**** Input data ****

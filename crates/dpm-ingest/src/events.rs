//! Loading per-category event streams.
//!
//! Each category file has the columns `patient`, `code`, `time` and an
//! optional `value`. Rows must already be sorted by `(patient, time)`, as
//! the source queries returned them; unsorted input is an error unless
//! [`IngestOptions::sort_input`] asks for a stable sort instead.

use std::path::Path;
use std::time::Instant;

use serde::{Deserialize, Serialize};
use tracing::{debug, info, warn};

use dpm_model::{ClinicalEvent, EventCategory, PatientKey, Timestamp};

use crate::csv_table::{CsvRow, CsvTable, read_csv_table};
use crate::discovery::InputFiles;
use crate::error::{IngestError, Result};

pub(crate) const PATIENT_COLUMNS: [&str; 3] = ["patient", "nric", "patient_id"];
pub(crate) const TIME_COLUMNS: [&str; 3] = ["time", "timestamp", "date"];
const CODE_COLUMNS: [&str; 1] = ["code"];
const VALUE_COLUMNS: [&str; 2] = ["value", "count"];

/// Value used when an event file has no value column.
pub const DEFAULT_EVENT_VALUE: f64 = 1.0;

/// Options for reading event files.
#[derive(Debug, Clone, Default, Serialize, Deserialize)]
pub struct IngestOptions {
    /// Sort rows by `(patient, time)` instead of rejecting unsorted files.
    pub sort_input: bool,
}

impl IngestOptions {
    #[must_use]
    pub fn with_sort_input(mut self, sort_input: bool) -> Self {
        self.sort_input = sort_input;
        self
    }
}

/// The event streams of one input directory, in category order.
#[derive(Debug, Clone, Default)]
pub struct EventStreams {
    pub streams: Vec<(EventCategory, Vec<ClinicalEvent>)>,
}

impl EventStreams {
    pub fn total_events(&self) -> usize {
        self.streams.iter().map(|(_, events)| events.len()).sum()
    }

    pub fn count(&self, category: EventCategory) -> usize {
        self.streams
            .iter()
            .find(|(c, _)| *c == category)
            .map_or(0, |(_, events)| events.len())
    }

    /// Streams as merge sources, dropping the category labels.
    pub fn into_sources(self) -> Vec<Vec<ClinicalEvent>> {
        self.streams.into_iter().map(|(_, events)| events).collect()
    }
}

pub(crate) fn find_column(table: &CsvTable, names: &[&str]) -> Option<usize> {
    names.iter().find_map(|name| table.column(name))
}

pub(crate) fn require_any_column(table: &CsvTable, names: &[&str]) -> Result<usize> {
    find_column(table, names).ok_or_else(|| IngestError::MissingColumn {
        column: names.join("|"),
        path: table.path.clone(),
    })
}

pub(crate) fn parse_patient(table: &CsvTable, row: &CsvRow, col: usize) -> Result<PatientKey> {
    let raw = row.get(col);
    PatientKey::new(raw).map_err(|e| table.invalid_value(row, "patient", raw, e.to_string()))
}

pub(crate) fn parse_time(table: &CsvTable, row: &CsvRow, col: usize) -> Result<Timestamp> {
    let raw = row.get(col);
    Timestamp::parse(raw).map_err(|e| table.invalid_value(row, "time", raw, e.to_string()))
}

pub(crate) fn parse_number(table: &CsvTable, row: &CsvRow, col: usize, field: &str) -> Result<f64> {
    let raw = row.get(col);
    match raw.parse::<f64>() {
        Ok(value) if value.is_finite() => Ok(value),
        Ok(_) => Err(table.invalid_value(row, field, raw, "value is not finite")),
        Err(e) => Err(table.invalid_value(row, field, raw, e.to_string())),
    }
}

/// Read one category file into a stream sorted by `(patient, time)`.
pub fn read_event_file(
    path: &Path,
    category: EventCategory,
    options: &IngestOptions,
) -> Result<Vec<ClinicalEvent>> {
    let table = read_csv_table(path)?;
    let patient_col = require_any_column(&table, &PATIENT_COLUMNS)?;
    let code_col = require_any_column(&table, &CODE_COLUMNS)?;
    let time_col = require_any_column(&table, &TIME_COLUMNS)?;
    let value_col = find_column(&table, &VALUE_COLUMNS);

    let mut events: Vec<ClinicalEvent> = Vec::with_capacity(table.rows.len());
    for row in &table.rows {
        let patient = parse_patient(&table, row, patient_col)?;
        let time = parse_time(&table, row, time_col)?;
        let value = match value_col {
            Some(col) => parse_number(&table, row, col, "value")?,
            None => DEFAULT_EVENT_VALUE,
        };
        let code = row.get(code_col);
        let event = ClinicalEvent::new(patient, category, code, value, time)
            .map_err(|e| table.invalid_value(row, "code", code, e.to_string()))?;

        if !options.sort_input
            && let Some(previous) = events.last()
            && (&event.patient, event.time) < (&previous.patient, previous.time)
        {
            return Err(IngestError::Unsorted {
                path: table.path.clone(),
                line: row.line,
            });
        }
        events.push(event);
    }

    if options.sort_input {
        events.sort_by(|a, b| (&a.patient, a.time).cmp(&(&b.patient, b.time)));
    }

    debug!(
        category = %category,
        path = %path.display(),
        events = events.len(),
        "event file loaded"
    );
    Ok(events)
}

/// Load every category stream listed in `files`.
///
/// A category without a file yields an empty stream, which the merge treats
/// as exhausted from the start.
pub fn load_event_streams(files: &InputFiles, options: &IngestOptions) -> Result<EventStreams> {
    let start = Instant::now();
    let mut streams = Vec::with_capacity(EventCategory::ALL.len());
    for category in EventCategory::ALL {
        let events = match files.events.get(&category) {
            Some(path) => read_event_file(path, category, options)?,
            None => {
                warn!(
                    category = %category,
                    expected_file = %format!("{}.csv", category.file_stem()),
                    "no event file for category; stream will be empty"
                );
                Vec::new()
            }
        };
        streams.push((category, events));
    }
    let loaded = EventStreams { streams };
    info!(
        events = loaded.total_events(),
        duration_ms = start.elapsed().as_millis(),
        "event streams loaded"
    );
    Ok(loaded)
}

****

[Work order]:
Filter the entries above down to the lines that hold the word "self", and copy those lines.

[Task result]:
    pub fn with_sort_input(mut self, sort_input: bool) -> Self {
        self.sort_input = sort_input;
        self
    pub fn total_events(&self) -> usize {
        self.streams.iter().map(|(_, events)| events.len()).sum()
    pub fn count(&self, category: EventCategory) -> usize {
        self.streams
    pub fn into_sources(self) -> Vec<Vec<ClinicalEvent>> {
        self.streams.into_iter().map(|(_, events)| events).collect()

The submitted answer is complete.